PROBLEM: First find the line with "impl VisualizationStrategy for AnalyzeThenGenerate" in the entries below, then set down exactly every line through the line with "let analysis = model", that line included.

Saved entries:
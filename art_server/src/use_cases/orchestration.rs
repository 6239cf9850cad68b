use async_trait::async_trait;

use crate::domain::{
    ArtType, ContentPart, DecodedImage, GenerativeModel, ModelRequest, ModelResponse,
    OutputModality, VisualizeError,
};
use crate::use_cases::prompts;

// A strategy drives one or more model calls for a single request and unwraps
// the generated image. Exactly one implementation is active per process.
#[async_trait]
pub trait VisualizationStrategy: Send + Sync {
    fn name(&self) -> &'static str;

    async fn visualize(
        &self,
        model: &dyn GenerativeModel,
        room: &DecodedImage,
        art: ArtType,
    ) -> Result<DecodedImage, VisualizeError>;
}

// One image-conditioned edit call.
pub struct SingleCallEdit {
    pub edit_model: String,
}

#[async_trait]
impl VisualizationStrategy for SingleCallEdit {
    fn name(&self) -> &'static str {
        "single_call"
    }

    async fn visualize(
        &self,
        model: &dyn GenerativeModel,
        room: &DecodedImage,
        art: ArtType,
    ) -> Result<DecodedImage, VisualizeError> {
        let request = ModelRequest::new(
            self.edit_model.clone(),
            vec![
                ContentPart::InlineImage(room.clone()),
                ContentPart::Text(prompts::edit_prompt(art.describe())),
            ],
            OutputModality::Image,
        );

        let response = model.generate_content(request).await?;
        first_inline_image(response)
    }
}

// The first inline image across the first candidate's parts wins.
fn first_inline_image(response: ModelResponse) -> Result<DecodedImage, VisualizeError> {
    let candidate = response
        .candidates
        .into_iter()
        .next()
        .ok_or(VisualizeError::NoCandidates)?;
    let parts = candidate.parts.ok_or(VisualizeError::NoContent)?;

    parts
        .into_iter()
        .find_map(|part| match part {
            ContentPart::InlineImage(image) => Some(image),
            ContentPart::Text(_) => None,
        })
        .ok_or(VisualizeError::NoImageGenerated)
}

// Room analysis, then prompt synthesis, then text-to-image. The final call
// never sees the room photo; fidelity rests on the synthesized prompt.
pub struct AnalyzeThenGenerate {
    pub analysis_model: String,
    pub text_model: String,
    pub image_model: String,
}

#[async_trait]
impl VisualizationStrategy for AnalyzeThenGenerate {
    fn name(&self) -> &'static str {
        "pipeline"
    }

    async fn visualize(
        &self,
        model: &dyn GenerativeModel,
        room: &DecodedImage,
        art: ArtType,
    ) -> Result<DecodedImage, VisualizeError> {
        let analysis = model
            .generate_content(ModelRequest::new(
                self.analysis_model.clone(),
                vec![
                    ContentPart::Text(prompts::room_analysis_prompt()),
                    ContentPart::InlineImage(room.clone()),
                ],
                OutputModality::Text,
            ))
            .await?
            .first_text()
            .ok_or(VisualizeError::EmptyText {
                stage: "room analysis",
            })?;
        tracing::debug!(analysis_len = analysis.len(), "room analysis complete.");

        let image_prompt = model
            .generate_content(ModelRequest::new(
                self.text_model.clone(),
                vec![ContentPart::Text(prompts::synthesis_prompt(
                    &analysis,
                    art.describe(),
                ))],
                OutputModality::Text,
            ))
            .await?
            .first_text()
            .ok_or(VisualizeError::EmptyText {
                stage: "prompt synthesis",
            })?;
        tracing::debug!(prompt = %image_prompt, "image prompt synthesized.");

        let response = model
            .generate_content(
                ModelRequest::new(
                    self.image_model.clone(),
                    vec![ContentPart::Text(image_prompt)],
                    OutputModality::Image,
                )
                .with_candidate_count(1),
            )
            .await?;

        // Only the first part of the first candidate is considered here.
        response
            .candidates
            .into_iter()
            .next()
            .and_then(|candidate| candidate.parts)
            .and_then(|parts| parts.into_iter().next())
            .and_then(|part| match part {
                ContentPart::InlineImage(image) => Some(image),
                ContentPart::Text(_) => None,
            })
            .ok_or(VisualizeError::NoImageGenerated)
    }
}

RESULT OF THE EXERCISE:
impl VisualizationStrategy for AnalyzeThenGenerate {
    fn name(&self) -> &'static str {
        "pipeline"
    }

    async fn visualize(
        &self,
        model: &dyn GenerativeModel,
        room: &DecodedImage,
        art: ArtType,
    ) -> Result<DecodedImage, VisualizeError> {
        let analysis = model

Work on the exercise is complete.